Since this is a memoir, the characters did exist in real life. Eddie‘s family played the
biggest part in Edie‘s life – her father Lajos Eléfant, a man with a big smile and a great sense
of humour, was a dressmaker who was very in love with her mother, Ilona. Ilona was a
serious woman, she often prayed to her mother for help. They both died at selection in
Auschwitz. Edie had two other sister‘s – Klara and Magda. Klara was a violinist and was sent
to Budapest to perform, she stayed there in hiding until the end of war. With Magda, Edie
was moved through camps until the end of war, they both survived. There was also love in
Edie‘s life – her first love Eric who she was waiting before they were both sent to
Auschwitz, unfortunately he died a day before liberation and Béla Eger, her husband. With
Béla she had 3 children – Marianne, Audrey and John. And at last, there were some
historical figures as well – Dr. Joseph Mengele – a doctor in Auschwitz for who Edie danced
the first night at camp and Viktor Frankl, psychiatrist, also a holocaust survivor and Edie‘s
good friend.

The pain of Dr. Eger’s story is hard to fathom. Nearly her entire family, all Hungarian
Jews, died in Auschwitz when she was 16 years old. Dr. Eger was an accomplished ballerina
and was once made to dance before Josef Mengele, the SS doctor who was nicknamed
“Angel of Death” for torturing Auschwitz inmates in the name of scientific observation. He
gave her a loaf of rye bread after she finished dancing, which she tore up and shared with
her bunkmates.

The book is divided into four sections: Prison, Escape, Freedom, and Healing. The last two
sections describe how Dr. Eger eventually stops running from her past and embraces it. She
is given a copy of “Man’s Search for Meaning” by Victor Frankl in her undergraduate
studies and through him, she eventually finds the permission and the words to speak her
truth. Frankl became a mentor and friend to Dr. Eger until he died in 1997.

What sets Dr. Eger’s book apart from other Holocaust memoirs is best summed up in the
forward, written by her colleague and friend Philip Zimbardo, PhD.

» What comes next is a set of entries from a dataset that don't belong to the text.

use std::{str::FromStr, sync::Arc, time::Duration};
use sqlx::sqlite::{SqliteConnectOptions, SqliteJournalMode, SqlitePoolOptions};
use tracing_subscriber::{layer::SubscriberExt, util::SubscriberInitExt};

use courtside::{
    api,
    config::Settings,
    payments::{PaymentGateway, StripeGateway},
    service::{payment_service::PaymentService, ServiceContext},
};

#[tokio::main]
async fn main() -> anyhow::Result<()> {
    dotenvy::dotenv().ok();

    // Initialize tracing
    tracing_subscriber::registry()
        .with(
            tracing_subscriber::EnvFilter::try_from_default_env()
                .unwrap_or_else(|_| "courtside=debug,tower_http=debug,axum=debug".into()),
        )
        .with(tracing_subscriber::fmt::layer())
        .init();

    // Load configuration
    let settings = Settings::new().unwrap_or_else(|e| {
        tracing::warn!("Failed to load config: {}. Using defaults.", e);
        Settings::default()
    });

    tracing::info!("Starting Courtside server on {}:{}", settings.server.host, settings.server.port);

    // WAL lets readers proceed while a booking transaction holds the write lock
    let connect_options = SqliteConnectOptions::from_str(&settings.database.url)?
        .create_if_missing(true)
        .journal_mode(SqliteJournalMode::Wal)
        .busy_timeout(Duration::from_secs(5));

    let db_pool = SqlitePoolOptions::new()
        .max_connections(settings.database.max_connections)
        .connect_with(connect_options)
        .await?;

    // Run migrations
    sqlx::migrate!("./migrations")
        .run(&db_pool)
        .await?;

    let gateway: Option<Arc<dyn PaymentGateway>> = if settings.stripe.enabled {
        match (settings.stripe.secret_key.clone(), settings.stripe.webhook_secret.clone()) {
            (Some(secret_key), Some(webhook_secret)) => {
                tracing::info!(
                    fee_bps = settings.stripe.platform_fee_bps,
                    "Stripe payment processing enabled"
                );
                Some(Arc::new(StripeGateway::new(secret_key, webhook_secret)))
            }
            _ => {
                tracing::warn!("Stripe enabled but missing configuration");
                None
            }
        }
    } else {
        tracing::info!("Stripe payment processing disabled");
        None
    };

    let service_context = Arc::new(ServiceContext::new(db_pool.clone(), &settings, gateway));

    spawn_payment_sweeper(
        service_context.payment_service.clone(),
        Duration::from_secs(settings.payments.sweep_interval_secs.max(1)),
    );

    let app = api::create_app(service_context, Arc::new(settings.clone()));

    let listener = tokio::net::TcpListener::bind(
        format!("{}:{}", settings.server.host, settings.server.port)
    ).await?;

    tracing::info!("Server listening on http://{}:{}", settings.server.host, settings.server.port);

    axum::serve(listener, app).await?;

    Ok(())
}

/// Periodically clear payment holds abandoned mid-checkout.
fn spawn_payment_sweeper(payment_service: Arc<PaymentService>, every: Duration) {
    tokio::spawn(async move {
        let mut interval = tokio::time::interval(every);
        loop {
            interval.tick().await;
            if let Err(e) = payment_service.release_stale_payments().await {
                tracing::error!("Stale payment sweep failed: {}", e);
            }
        }
    });
}
use async_trait::async_trait;
use chrono::{DateTime, NaiveDate, Utc};
use std::future::Future;
use std::time::Duration;
use uuid::Uuid;

use crate::domain::*;
use crate::error::Result;

pub mod balance_repository;
pub mod booking_repository;
pub mod club_repository;
pub mod membership_repository;
pub mod user_repository;
pub mod webhook_ledger;

pub use balance_repository::SqliteBalanceRepository;
pub use booking_repository::SqliteBookingRepository;
pub use club_repository::SqliteClubRepository;
pub use membership_repository::SqliteMembershipRepository;
pub use user_repository::SqliteUserRepository;

/// Attempts made for a transaction when SQLite reports contention.
pub const DEFAULT_TRANSACTION_RETRIES: u32 = 5;

/// Run `op` until it succeeds, fails with a non-retryable error, or
/// `attempts` is exhausted. Each call of `op` must open its own transaction.
pub async fn with_retries<T, F, Fut>(attempts: u32, mut op: F) -> Result<T>
where
    F: FnMut() -> Fut,
    Fut: Future<Output = Result<T>>,
{
    let attempts = attempts.max(1);
    let mut attempt = 1;
    loop {
        match op().await {
            Err(e) if e.is_retryable() && attempt < attempts => {
                tracing::warn!(attempt, attempts, "Store busy, retrying transaction: {}", e);
                tokio::time::sleep(Duration::from_millis(20 * u64::from(attempt))).await;
                attempt += 1;
            }
            result => return result,
        }
    }
}

#[async_trait]
pub trait UserRepository: Send + Sync {
    async fn create(&self, request: CreateUserRequest, password_hash: String) -> Result<User>;
    async fn find_by_id(&self, id: Uuid) -> Result<Option<User>>;
    async fn get_password_hash(&self, email: &str) -> Result<Option<(Uuid, String)>>;
    async fn set_payment_method(
        &self,
        id: Uuid,
        customer_id: Option<&str>,
        payment_method_id: Option<&str>,
    ) -> Result<User>;
}

#[async_trait]
pub trait ClubRepository: Send + Sync {
    async fn create(&self, request: CreateClubRequest, admin_id: Uuid) -> Result<Club>;
    async fn find_by_id(&self, id: Uuid) -> Result<Option<Club>>;
    async fn find_by_stripe_account(&self, account_id: &str) -> Result<Option<Club>>;
    async fn is_admin(&self, club_id: Uuid, user_id: Uuid) -> Result<bool>;
    /// Store (or clear) the connected account. Clearing also resets the
    /// capability flags.
    async fn set_stripe_account(&self, id: Uuid, account_id: Option<&str>) -> Result<Club>;
    async fn update_account_status(&self, id: Uuid, status: ConnectedAccountStatus) -> Result<Club>;
    async fn create_court(&self, club_id: Uuid, request: CreateCourtRequest) -> Result<Court>;
    async fn find_court(&self, id: Uuid) -> Result<Option<Court>>;
    async fn list_courts(&self, club_id: Uuid) -> Result<Vec<Court>>;
}

#[async_trait]
pub trait BookingRepository: Send + Sync {
    /// Insert a confirmed booking unless it overlaps one already confirmed
    /// for the same club, court and day. Check and insert share a transaction.
    async fn create_confirmed(&self, booking: NewBooking) -> Result<Booking>;
    async fn find_by_id(&self, id: &str) -> Result<Option<Booking>>;
    async fn list_confirmed_for_day(
        &self,
        club_id: Uuid,
        court_id: Uuid,
        date: NaiveDate,
    ) -> Result<Vec<Booking>>;
    async fn begin_payment(&self, id: &str) -> Result<Booking>;
    async fn complete_payment(
        &self,
        id: &str,
        method: &str,
        reference: Option<&str>,
    ) -> Result<Booking>;
    async fn fail_payment(&self, id: &str, reason: &str) -> Result<Booking>;
    /// Clear holds on unpaid bookings whose attempt started before `cutoff`.
    async fn release_stale_payments(&self, cutoff: DateTime<Utc>) -> Result<u64>;
}

#[async_trait]
pub trait MembershipRepository: Send + Sync {
    async fn create_plan(&self, club_id: Uuid, request: CreatePlanRequest, interval: BillingInterval) -> Result<MembershipPlan>;
    async fn find_plan(&self, id: Uuid) -> Result<Option<MembershipPlan>>;
    async fn list_plans(&self, club_id: Uuid) -> Result<Vec<MembershipPlan>>;
    async fn create_subscription(&self, subscription: MembershipSubscription) -> Result<MembershipSubscription>;
    async fn find_subscription(&self, id: Uuid) -> Result<Option<MembershipSubscription>>;
    async fn list_subscriptions_for_user(&self, user_id: Uuid) -> Result<Vec<MembershipSubscription>>;
    async fn mark_canceled(&self, id: Uuid) -> Result<MembershipSubscription>;
}

#[async_trait]
pub trait BalanceRepository: Send + Sync {
    /// Append a credit to the ledger and move the balance in one transaction.
    /// A payment reference already in the ledger is returned, not credited.
    async fn credit(
        &self,
        user_id: Uuid,
        club_id: Uuid,
        amount_cents: i64,
        payment_reference: Option<&str>,
        description: &str,
    ) -> Result<BalanceTransaction>;
    async fn get_balance(&self, user_id: Uuid, club_id: Uuid) -> Result<Option<AccountBalance>>;
    async fn list_transactions(&self, user_id: Uuid, club_id: Uuid, limit: i64) -> Result<Vec<BalanceTransaction>>;
}

#[cfg(test)]
mod tests {
    use super::*;
    use crate::error::AppError;
    use std::sync::atomic::{AtomicU32, Ordering};

    #[tokio::test]
    async fn test_with_retries_retries_busy_then_succeeds() {
        let calls = AtomicU32::new(0);
        let counter = &calls;
        let result = with_retries(5, || async move {
            if counter.fetch_add(1, Ordering::SeqCst) < 2 {
                Err(AppError::Busy("database is locked".into()))
            } else {
                Ok(42)
            }
        })
        .await;
        assert_eq!(result.unwrap(), 42);
        assert_eq!(calls.load(Ordering::SeqCst), 3);
    }

    #[tokio::test]
    async fn test_with_retries_gives_up() {
        let calls = AtomicU32::new(0);
        let counter = &calls;
        let result: Result<()> = with_retries(3, || async move {
            counter.fetch_add(1, Ordering::SeqCst);
            Err(AppError::Busy("database is locked".into()))
        })
        .await;
        assert!(matches!(result, Err(AppError::Busy(_))));
        assert_eq!(calls.load(Ordering::SeqCst), 3);
    }

    #[tokio::test]
    async fn test_with_retries_does_not_retry_conflicts() {
        let calls = AtomicU32::new(0);
        let counter = &calls;
        let result: Result<()> = with_retries(5, || async move {
            counter.fetch_add(1, Ordering::SeqCst);
            Err(AppError::SlotConflict)
        })
        .await;
        assert!(matches!(result, Err(AppError::SlotConflict)));
        assert_eq!(calls.load(Ordering::SeqCst), 1);
    }
}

“…Her book is so much more than another Shoah memoir, as important as such
stories are for remembering the past. Her goal is nothing less than to help each
of us to escape the prisons of our own minds….it is Edie’s mission to help us
realize that just as we can act as our own jailers, we can also be our own
liberators.”
Dr. Eger becomes a psychologist and begins to practice, finding pieces of her own trauma
in her patients. To the spouses in crisis, to the girl with eating disorders, to the Vietnam
veteran with PTSD. And as she gives them permission to heal, she gives permission to
herself as well.

In the final section of the book, Dr. Eger delivers an address in Berghopf, Hitler’s private
palace. She tells the crowd:

“Every beating, bombing, and selection line, every death, every column of
smoke pushing skyward, every moment of terror when I thought it was the
end–these live on in me, in my memories and my nightmares…The past isn’t
gone…it lives on in me. But so does the perspective it has afforded me: that I
lived to see liberation because I kept hope alive in my heart. That I lived to see
freedom because I learned to forgive.”

As Dr. Eger writes, “Maybe to heal isn’t to erase the scar, or even to make the scar. To heal
is to cherish the wound.” This book is singular because of how Dr. Eger doesn’t once
diminish the experiences of those who haven’t suffered as she suffered. She finds the
commonality in all our pain, and gives people tools to own their part in their healing.

Thirty-Five years after the war ended Edie returned to Auschwitz and was finally able to
fully heal and forgive the one person she’d been unable to forgive for years. Not Hitler. Not
Josef Mengele. Herself.

She is 96 now and still treats her patients with the help of her children and grandchildren.